Every record, from first to last, should be written out again exactly.

___

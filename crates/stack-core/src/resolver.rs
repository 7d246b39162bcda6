//! Option and global document resolution
//!
//! An option's resolved document is its base fragment with each active
//! addon merged on top, addons taken in lexicographic order. The global
//! document is the merge of every enabled option's resolved document,
//! categories then options in lexicographic order, starting from empty.
//!
//! Failure isolation:
//!
//! - a base that cannot be loaded fails that option's resolution
//! - an active addon that cannot be loaded is skipped
//! - an option that fails during global aggregation is skipped
//!
//! Inactive addons are never loaded, so their failures cannot surface.

use crate::catalog::{Catalog, OptionDef};
use crate::document::Document;
use crate::loader::{FragmentLoader, FsLoader};
use crate::selection::Selection;
use crate::{Error, Result};
use std::collections::BTreeSet;

/// Resolves options against a catalog and a selection.
///
/// Holds only borrows, so it is cheap to copy and rebuild whenever the
/// selection changes. Nothing is cached: every call re-reads fragments.
#[derive(Clone, Copy)]
pub struct Resolver<'a> {
    catalog: &'a Catalog,
    selection: &'a Selection,
    loader: &'a dyn FragmentLoader,
}

impl<'a> Resolver<'a> {
    /// A resolver reading fragments from the filesystem.
    pub fn new(catalog: &'a Catalog, selection: &'a Selection) -> Self {
        Self {
            catalog,
            selection,
            loader: &FsLoader,
        }
    }

    /// Replace the fragment loader.
    pub fn with_loader(mut self, loader: &'a dyn FragmentLoader) -> Self {
        self.loader = loader;
        self
    }

    pub fn catalog(&self) -> &'a Catalog {
        self.catalog
    }

    pub fn selection(&self) -> &'a Selection {
        self.selection
    }

    /// Resolve an option with the addons the selection marks active.
    pub fn resolve(&self, option: &OptionDef) -> Result<Document> {
        self.resolve_filtered(option, |addon| {
            self.selection
                .is_addon_active(&option.category, &option.name, addon)
        })
    }

    /// Resolve an option with an explicit set of active addons.
    ///
    /// Names in `active` that the option does not have are ignored.
    pub fn resolve_with(&self, option: &OptionDef, active: &BTreeSet<String>) -> Result<Document> {
        self.resolve_filtered(option, |addon| active.contains(addon))
    }

    fn resolve_filtered<F>(&self, option: &OptionDef, is_active: F) -> Result<Document>
    where
        F: Fn(&str) -> bool,
    {
        let mut document = self
            .loader
            .load(&option.base)
            .map_err(|e| Error::base_load(&option.category, &option.name, e))?;

        for addon in option.addons() {
            if !is_active(&addon.name) {
                continue;
            }
            match self.loader.load(&addon.path) {
                Ok(overlay) => document.merge(overlay),
                Err(e) => {
                    tracing::warn!(
                        category = %option.category,
                        option = %option.name,
                        addon = %addon.name,
                        error = %e,
                        "Skipping addon that failed to load"
                    );
                }
            }
        }

        Ok(document)
    }

    /// Enabled options in global merge order.
    pub fn enabled_options(&self) -> impl Iterator<Item = &'a OptionDef> + use<'a> {
        let selection = self.selection;
        self.catalog
            .options()
            .filter(move |o| selection.is_enabled(&o.category, &o.name))
    }

    /// Merge every enabled option's resolved document.
    ///
    /// Never fails: options that cannot be resolved are left out.
    pub fn global(&self) -> Document {
        let mut global = Document::new();
        for option in self.enabled_options() {
            match self.resolve(option) {
                Ok(resolved) => global.merge(resolved),
                Err(e) => {
                    tracing::warn!(
                        category = %option.category,
                        option = %option.name,
                        error = %e,
                        "Skipping option in global document"
                    );
                }
            }
        }
        global
    }
}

___

== ANSWER FOR THIS EXERCISE ==
filename crates/stack-core/src/resolver.rs
repository 7d246b39162bcda6
//! Option and global document resolution
//!
//! An option's resolved document is its base fragment with each active
//! addon merged on top, addons taken in lexicographic order. The global
//! document is the merge of every enabled option's resolved document,
//! categories then options in lexicographic order, starting from empty.
//!
//! Failure isolation:
//!
//! - a base that cannot be loaded fails that option's resolution
//! - an active addon that cannot be loaded is skipped
//! - an option that fails during global aggregation is skipped
//!
//! Inactive addons are never loaded, so their failures cannot surface.

use crate::catalog::{Catalog, OptionDef};
use crate::document::Document;
use crate::loader::{FragmentLoader, FsLoader};
use crate::selection::Selection;
use crate::{Error, Result};
use std::collections::BTreeSet;

/// Resolves options against a catalog and a selection.
///
/// Holds only borrows, so it is cheap to copy and rebuild whenever the
/// selection changes. Nothing is cached: every call re-reads fragments.
#[derive(Clone, Copy)]
pub struct Resolver<'a> {
    catalog: &'a Catalog,
    selection: &'a Selection,
    loader: &'a dyn FragmentLoader,
}

impl<'a> Resolver<'a> {
    /// A resolver reading fragments from the filesystem.
    pub fn new(catalog: &'a Catalog, selection: &'a Selection) -> Self {
        Self {
            catalog,
            selection,
            loader: &FsLoader,
        }
    }

    /// Replace the fragment loader.
    pub fn with_loader(mut self, loader: &'a dyn FragmentLoader) -> Self {
        self.loader = loader;
        self
    }

    pub fn catalog(&self) -> &'a Catalog {
        self.catalog
    }

    pub fn selection(&self) -> &'a Selection {
        self.selection
    }

    /// Resolve an option with the addons the selection marks active.
    pub fn resolve(&self, option: &OptionDef) -> Result<Document> {
        self.resolve_filtered(option, |addon| {
            self.selection
                .is_addon_active(&option.category, &option.name, addon)
        })
    }

    /// Resolve an option with an explicit set of active addons.
    ///
    /// Names in `active` that the option does not have are ignored.
    pub fn resolve_with(&self, option: &OptionDef, active: &BTreeSet<String>) -> Result<Document> {
        self.resolve_filtered(option, |addon| active.contains(addon))
    }

    fn resolve_filtered<F>(&self, option: &OptionDef, is_active: F) -> Result<Document>
    where
        F: Fn(&str) -> bool,
    {
        let mut document = self
            .loader
            .load(&option.base)
            .map_err(|e| Error::base_load(&option.category, &option.name, e))?;

        for addon in option.addons() {
            if !is_active(&addon.name) {
                continue;
            }
            match self.loader.load(&addon.path) {
                Ok(overlay) => document.merge(overlay),
                Err(e) => {
                    tracing::warn!(
                        category = %option.category,
                        option = %option.name,
                        addon = %addon.name,
                        error = %e,
                        "Skipping addon that failed to load"
                    );
                }
            }
        }

        Ok(document)
    }

    /// Enabled options in global merge order.
    pub fn enabled_options(&self) -> impl Iterator<Item = &'a OptionDef> + use<'a> {
        let selection = self.selection;
        self.catalog
            .options()
            .filter(move |o| selection.is_enabled(&o.category, &o.name))
    }

    /// Merge every enabled option's resolved document.
    ///
    /// Never fails: options that cannot be resolved are left out.
    pub fn global(&self) -> Document {
        let mut global = Document::new();
        for option in self.enabled_options() {
            match self.resolve(option) {
                Ok(resolved) => global.merge(resolved),
                Err(e) => {
                    tracing::warn!(
                        category = %option.category,
                        option = %option.name,
                        error = %e,
                        "Skipping option in global document"
                    );
                }
            }
        }
        global
    }
}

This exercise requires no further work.